All entries shown below must be given again word for word.

■ ■ ■ ■

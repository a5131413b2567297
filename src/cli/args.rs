// SPDX-FileCopyrightText: 2024-2025 reticket contributors
// SPDX-License-Identifier: GPL-3.0-only

use std::{
    path::PathBuf,
    sync::{
        atomic::{AtomicBool, Ordering},
        Arc,
    },
};

use anyhow::anyhow;
use clap::Parser;
use tracing::debug;
use tracing_subscriber::EnvFilter;

use crate::{
    device::usb::UsbProvider,
    restore::{self, Failure, Flags, RestoreClient},
};

#[derive(Debug, Parser)]
#[command(
    version,
    about = "Restore legacy 32-bit devices by replaying saved signing tickets"
)]
pub struct Cli {
    /// Path to the firmware archive.
    #[arg(value_name = "IPSW")]
    pub ipsw: PathBuf,

    /// Replay a previously issued ticket instead of requesting a new one.
    #[arg(short, long)]
    pub rerestore: bool,

    /// Print debug information.
    #[arg(short, long)]
    pub debug: bool,
}

fn init_logging(debug: bool) {
    let filter = EnvFilter::try_from_default_env().unwrap_or_else(|_| {
        EnvFilter::new(if debug { "reticket=debug" } else { "reticket=info" })
    });
    tracing_subscriber::fmt()
        .with_env_filter(filter)
        .with_target(false)
        .init();
}

pub fn main(
    logging_initialized: &AtomicBool,
    cancel_signal: &Arc<AtomicBool>,
) -> Result<(), Failure> {
    let cli = Cli::parse();

    init_logging(cli.debug);
    logging_initialized.store(true, Ordering::SeqCst);

    let mut flags = Flags::empty();
    if cli.debug {
        flags |= Flags::DEBUG;
    }
    if cli.rerestore {
        flags |= Flags::RERESTORE;
    }

    let mut client = RestoreClient::new();
    client.set_flags(flags);
    client.set_ipsw(&cli.ipsw);
    client.set_progress_callback(Box::new(|step, fraction| {
        debug!("Progress: {step:?} {:3.0}%", fraction * 100.0);
    }));

    let mut provider = UsbProvider::new().map_err(|e| Failure {
        code: -1,
        source: anyhow!("Could not initialize USB: {e}"),
    })?;

    restore::run(&mut client, &mut provider, cancel_signal)
}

■ ■ ■ ■

> **Answer section**:
repository a5131413b2567297
filename src/cli/args.rs
// SPDX-FileCopyrightText: 2024-2025 reticket contributors
// SPDX-License-Identifier: GPL-3.0-only

use std::{
    path::PathBuf,
    sync::{
        atomic::{AtomicBool, Ordering},
        Arc,
    },
};

use anyhow::anyhow;
use clap::Parser;
use tracing::debug;
use tracing_subscriber::EnvFilter;

use crate::{
    device::usb::UsbProvider,
    restore::{self, Failure, Flags, RestoreClient},
};

#[derive(Debug, Parser)]
#[command(
    version,
    about = "Restore legacy 32-bit devices by replaying saved signing tickets"
)]
pub struct Cli {
    /// Path to the firmware archive.
    #[arg(value_name = "IPSW")]
    pub ipsw: PathBuf,

    /// Replay a previously issued ticket instead of requesting a new one.
    #[arg(short, long)]
    pub rerestore: bool,

    /// Print debug information.
    #[arg(short, long)]
    pub debug: bool,
}

fn init_logging(debug: bool) {
    let filter = EnvFilter::try_from_default_env().unwrap_or_else(|_| {
        EnvFilter::new(if debug { "reticket=debug" } else { "reticket=info" })
    });
    tracing_subscriber::fmt()
        .with_env_filter(filter)
        .with_target(false)
        .init();
}

pub fn main(
    logging_initialized: &AtomicBool,
    cancel_signal: &Arc<AtomicBool>,
) -> Result<(), Failure> {
    let cli = Cli::parse();

    init_logging(cli.debug);
    logging_initialized.store(true, Ordering::SeqCst);

    let mut flags = Flags::empty();
    if cli.debug {
        flags |= Flags::DEBUG;
    }
    if cli.rerestore {
        flags |= Flags::RERESTORE;
    }

    let mut client = RestoreClient::new();
    client.set_flags(flags);
    client.set_ipsw(&cli.ipsw);
    client.set_progress_callback(Box::new(|step, fraction| {
        debug!("Progress: {step:?} {:3.0}%", fraction * 100.0);
    }));

    let mut provider = UsbProvider::new().map_err(|e| Failure {
        code: -1,
        source: anyhow!("Could not initialize USB: {e}"),
    })?;

    restore::run(&mut client, &mut provider, cancel_signal)
}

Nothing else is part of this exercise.